Using this as the test image:
01_input

This is the snippet of the conv2d0 model summary
01_conv0

To get the conv2d0 layer:

conv0 = custom_hook.stored[0]
conv0.shape

output:
torch.Size([1, 32, 112, 112])

View the image:
show_image(custom_hook.stored[0][0][0])
01_img

fig, axes = plt.subplots(3, 10, figsize=(15,12/3))
fig.subplots_adjust(hspace=0.1, wspace=0.1, left=0, right=1, top=1, bottom=0)
for i, ax in enumerate(axes.flat):
    ax.imshow(custom_hook.stored[0][0][i].cpu(), cmap='Greys')
    ax.set_axis_off()

conv2d0 batch:

conv2d1:

conv2d2:

conv2d3:

conv2d4:

Is this a correct representation of the layers? (And also shouldn’t the conv2d0 layer be less defined compared to conv2d5 layer?)

MicPie · April 13, 2020, 6:18am

It seems that you are still looking at the same input conv2d with the 32 output feature maps. So these feature maps will look very similar as they go over the same input data.

I’m not sure what you mean with more defined but the feature maps further down in the model should get more abstract and smaller in terms of w x h. Try to have a look into the output of a subsequent conv2d.
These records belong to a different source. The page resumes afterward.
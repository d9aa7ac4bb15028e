use anyhow::{Context, Result};
use docsearch_core::{EngineConfig, Field, SearchEngine, SearchError, SearchHit};
use std::fs;
use std::io::{BufRead, Write};
use std::path::{Path, PathBuf};
use walkdir::WalkDir;

/// Outcome of loading a document directory.
#[derive(Debug, Default)]
pub struct LoadReport {
    pub loaded: usize,
    /// Files that could not be read; loading carried on past them.
    pub skipped: Vec<SearchError>,
}

/// Read every regular file directly inside `dir` into `engine`, in file-name order.
///
/// The first line of each file is its title and the rest its body. Unreadable or
/// non-UTF-8 files are reported and skipped.
pub fn load_dir(engine: &mut SearchEngine, dir: &Path) -> Result<LoadReport> {
    if !dir.is_dir() {
        anyhow::bail!("document directory `{}` does not exist", dir.display());
    }
    tracing::info!(dir = %dir.display(), "indexing documents");

    let mut files: Vec<PathBuf> = Vec::new();
    for entry in WalkDir::new(dir).follow_links(true).min_depth(1).max_depth(1).sort_by_file_name() {
        match entry {
            Ok(e) if e.file_type().is_file() => files.push(e.into_path()),
            Ok(_) => {}
            Err(err) => {
                let path = err.path().map(Path::to_path_buf).unwrap_or_else(|| dir.to_path_buf());
                tracing::warn!(path = %path.display(), error = %err, "skipping entry");
            }
        }
    }

    let mut report = LoadReport::default();
    for path in files {
        match fs::read_to_string(&path) {
            Ok(text) => {
                let id = engine.add_raw(&text);
                tracing::debug!(id, path = %path.display(), "indexed document");
                report.loaded += 1;
            }
            Err(source) => {
                tracing::warn!(path = %path.display(), error = %source, "skipping unreadable file");
                report.skipped.push(SearchError::io(path, source));
            }
        }
    }
    engine.log_summary();
    Ok(report)
}

/// Build an engine from `config` and fill it from `dir`.
pub fn build_engine(config: EngineConfig, dir: &Path) -> Result<(SearchEngine, LoadReport)> {
    let mut engine = SearchEngine::new(config).context("invalid engine configuration")?;
    let report = load_dir(&mut engine, dir)?;
    Ok((engine, report))
}

/// Load an [`EngineConfig`] from a JSON file.
pub fn read_config(path: &Path) -> Result<EngineConfig> {
    let text = fs::read_to_string(path).with_context(|| format!("reading config `{}`", path.display()))?;
    let config = serde_json::from_str(&text).with_context(|| format!("parsing config `{}`", path.display()))?;
    Ok(config)
}

pub fn render_hits<W: Write>(out: &mut W, hits: &[SearchHit]) -> std::io::Result<()> {
    if hits.is_empty() {
        writeln!(out, "No matching documents found.")?;
        return Ok(());
    }
    for hit in hits {
        writeln!(out, "Document ID: {}", hit.display_id)?;
        writeln!(out, "Title: {}", hit.title)?;
        if let Some(snippet) = &hit.snippet {
            writeln!(out, "Content: {snippet}...")?;
        }
        writeln!(out)?;
    }
    Ok(())
}

/// One line per file that was skipped while loading.
pub fn render_skipped<W: Write>(out: &mut W, report: &LoadReport) -> std::io::Result<()> {
    for err in &report.skipped {
        writeln!(out, "warning: skipped {err}")?;
    }
    Ok(())
}

fn prompt<R: BufRead, W: Write>(input: &mut R, out: &mut W, text: &str) -> std::io::Result<Option<String>> {
    write!(out, "{text}")?;
    out.flush()?;
    let mut line = String::new();
    if input.read_line(&mut line)? == 0 {
        return Ok(None);
    }
    Ok(Some(line.trim().to_string()))
}

/// Interactive loop: pick a field (or `exit`), enter a query, print results.
/// Ends on `exit` or end of input.
pub fn run_repl<R: BufRead, W: Write>(engine: &SearchEngine, mut input: R, mut out: W) -> Result<()> {
    writeln!(out, "Welcome to the Simple Document Search Engine!")?;
    loop {
        let Some(choice) = prompt(
            &mut input,
            &mut out,
            "\nWould you like to search by 'title' or 'content'? (type 'exit' to quit): ",
        )?
        else {
            break;
        };
        let choice = choice.to_lowercase();
        if choice == "exit" {
            writeln!(out, "Terminating the session....")?;
            break;
        }
        let field: Field = match choice.parse() {
            Ok(field) => field,
            Err(_) => {
                writeln!(out, "Invalid option. Please enter 'title' or 'content'.")?;
                continue;
            }
        };
        let Some(query) = prompt(&mut input, &mut out, "Enter search query: ")? else {
            break;
        };
        let ids = engine.search(&query, field);
        render_hits(&mut out, &engine.hits(&ids, field))?;
    }
    Ok(())
}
amritv · April 13, 2020, 6:31am

Thanks for that explanation, yes feature maps are for 1 test image. Poor choice of words, what I meant to say is, as you go deeper doesnt the model become more specific and hence shouldn’t the visualizations become more specific.

I though the initial layers looks for edges and shapes and then the lower layers look for more defined features, these maps show the opposite. (Unless I’m looking at this all wrong)

MicPie · April 13, 2020, 7:47am

…and for the first conv2d layer only, or did I misinterpret this?

The higher layers capture high level features but this does not mean that the feature maps will be easy to interpret (e.g., highlighting the input they are “looking at” or similar).

I tried something in that direction with the older fastai library. There you can see how the activations evolve from the beginning to the end of the model when one image is run through it:

Maybe this setup brings in another helpful view on this topic?

s.s.o · April 13, 2020, 8:05am

you can also check the link from fastai2 examples.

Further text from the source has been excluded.